__AIM OF THE TASK__: Each line below that carries the string "stats" must appear in the answer.

__DATA RECORDS__:
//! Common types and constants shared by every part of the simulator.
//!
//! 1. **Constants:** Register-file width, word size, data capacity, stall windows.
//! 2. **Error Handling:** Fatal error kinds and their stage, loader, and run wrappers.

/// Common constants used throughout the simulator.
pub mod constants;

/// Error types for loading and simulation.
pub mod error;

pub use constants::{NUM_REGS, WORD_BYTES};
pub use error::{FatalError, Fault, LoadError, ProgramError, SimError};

==

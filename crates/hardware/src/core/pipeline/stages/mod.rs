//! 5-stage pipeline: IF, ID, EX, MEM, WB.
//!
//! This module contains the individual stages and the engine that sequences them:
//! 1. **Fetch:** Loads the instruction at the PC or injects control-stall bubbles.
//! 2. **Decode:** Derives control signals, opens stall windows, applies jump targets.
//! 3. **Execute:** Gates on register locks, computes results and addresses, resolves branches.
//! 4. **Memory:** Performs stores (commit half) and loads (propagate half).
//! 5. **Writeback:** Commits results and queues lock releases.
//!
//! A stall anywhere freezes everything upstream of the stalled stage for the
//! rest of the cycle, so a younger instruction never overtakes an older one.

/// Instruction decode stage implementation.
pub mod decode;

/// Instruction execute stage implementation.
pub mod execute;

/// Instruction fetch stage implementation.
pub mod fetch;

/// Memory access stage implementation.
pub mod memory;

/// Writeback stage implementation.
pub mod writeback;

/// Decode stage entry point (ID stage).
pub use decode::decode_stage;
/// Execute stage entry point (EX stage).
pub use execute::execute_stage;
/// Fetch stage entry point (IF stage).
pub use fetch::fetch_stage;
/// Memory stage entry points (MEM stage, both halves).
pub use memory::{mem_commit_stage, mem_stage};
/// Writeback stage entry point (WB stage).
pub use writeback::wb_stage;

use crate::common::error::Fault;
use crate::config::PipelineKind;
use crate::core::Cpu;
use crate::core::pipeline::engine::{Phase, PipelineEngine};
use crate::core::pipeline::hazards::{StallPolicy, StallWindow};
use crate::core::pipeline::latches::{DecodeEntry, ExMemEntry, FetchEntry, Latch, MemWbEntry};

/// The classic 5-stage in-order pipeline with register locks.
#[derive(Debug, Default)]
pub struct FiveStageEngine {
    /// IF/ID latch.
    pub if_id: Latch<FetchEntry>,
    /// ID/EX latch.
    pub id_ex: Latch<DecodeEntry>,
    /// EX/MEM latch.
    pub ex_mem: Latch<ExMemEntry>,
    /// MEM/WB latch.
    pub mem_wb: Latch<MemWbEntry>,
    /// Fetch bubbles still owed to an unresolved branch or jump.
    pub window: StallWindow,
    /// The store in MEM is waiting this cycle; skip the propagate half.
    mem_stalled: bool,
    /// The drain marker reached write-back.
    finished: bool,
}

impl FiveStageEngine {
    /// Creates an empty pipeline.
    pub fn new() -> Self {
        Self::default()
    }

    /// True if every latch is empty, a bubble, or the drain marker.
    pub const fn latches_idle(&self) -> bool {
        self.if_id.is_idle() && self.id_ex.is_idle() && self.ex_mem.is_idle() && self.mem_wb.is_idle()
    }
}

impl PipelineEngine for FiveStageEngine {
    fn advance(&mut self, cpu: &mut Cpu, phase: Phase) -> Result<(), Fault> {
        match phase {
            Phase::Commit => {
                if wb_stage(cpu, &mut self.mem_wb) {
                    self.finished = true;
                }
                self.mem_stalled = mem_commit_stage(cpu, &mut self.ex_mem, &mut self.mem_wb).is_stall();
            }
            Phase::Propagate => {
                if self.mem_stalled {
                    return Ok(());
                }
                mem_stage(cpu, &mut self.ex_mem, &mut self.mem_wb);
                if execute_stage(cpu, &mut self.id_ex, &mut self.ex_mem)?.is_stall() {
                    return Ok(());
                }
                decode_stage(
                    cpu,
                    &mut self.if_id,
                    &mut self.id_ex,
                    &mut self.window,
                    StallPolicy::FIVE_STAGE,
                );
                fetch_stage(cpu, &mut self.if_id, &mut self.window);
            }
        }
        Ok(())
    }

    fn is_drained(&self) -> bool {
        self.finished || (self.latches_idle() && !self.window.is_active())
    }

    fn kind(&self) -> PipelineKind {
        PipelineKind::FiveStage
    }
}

* * *

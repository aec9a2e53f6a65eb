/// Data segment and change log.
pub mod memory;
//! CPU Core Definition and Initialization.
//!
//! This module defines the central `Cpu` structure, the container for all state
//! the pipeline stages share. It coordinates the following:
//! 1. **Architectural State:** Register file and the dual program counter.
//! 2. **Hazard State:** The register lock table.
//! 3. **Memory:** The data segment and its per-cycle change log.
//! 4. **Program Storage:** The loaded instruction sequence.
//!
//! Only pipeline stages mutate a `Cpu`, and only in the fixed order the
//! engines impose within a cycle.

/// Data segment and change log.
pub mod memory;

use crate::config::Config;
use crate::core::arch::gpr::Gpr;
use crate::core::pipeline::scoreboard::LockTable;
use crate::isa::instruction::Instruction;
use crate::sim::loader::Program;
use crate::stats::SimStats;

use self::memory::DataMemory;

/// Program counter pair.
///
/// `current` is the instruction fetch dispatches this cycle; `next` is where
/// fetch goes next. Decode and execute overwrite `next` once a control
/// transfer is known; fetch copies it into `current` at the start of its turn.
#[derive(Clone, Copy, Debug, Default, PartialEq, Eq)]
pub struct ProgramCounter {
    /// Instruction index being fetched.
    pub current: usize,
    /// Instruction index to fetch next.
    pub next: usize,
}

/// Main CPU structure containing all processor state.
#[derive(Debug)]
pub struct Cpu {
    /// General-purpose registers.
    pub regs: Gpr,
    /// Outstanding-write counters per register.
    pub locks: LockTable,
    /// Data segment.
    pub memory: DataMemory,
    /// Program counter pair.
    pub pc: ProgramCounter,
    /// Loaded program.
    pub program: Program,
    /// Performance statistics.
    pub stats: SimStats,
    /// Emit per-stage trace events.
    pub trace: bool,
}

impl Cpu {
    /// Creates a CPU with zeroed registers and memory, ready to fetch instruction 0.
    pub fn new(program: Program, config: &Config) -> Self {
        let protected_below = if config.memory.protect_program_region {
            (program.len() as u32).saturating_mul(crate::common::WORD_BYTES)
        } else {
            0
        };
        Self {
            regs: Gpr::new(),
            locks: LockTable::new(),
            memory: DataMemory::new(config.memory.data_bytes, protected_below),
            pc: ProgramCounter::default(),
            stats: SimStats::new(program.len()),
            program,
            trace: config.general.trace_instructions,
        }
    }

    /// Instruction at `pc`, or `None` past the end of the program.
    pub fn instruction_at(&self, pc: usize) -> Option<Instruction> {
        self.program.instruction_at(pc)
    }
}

__TASK OUTPUT__:
use crate::stats::SimStats;
    pub stats: SimStats,
            stats: SimStats::new(program.len()),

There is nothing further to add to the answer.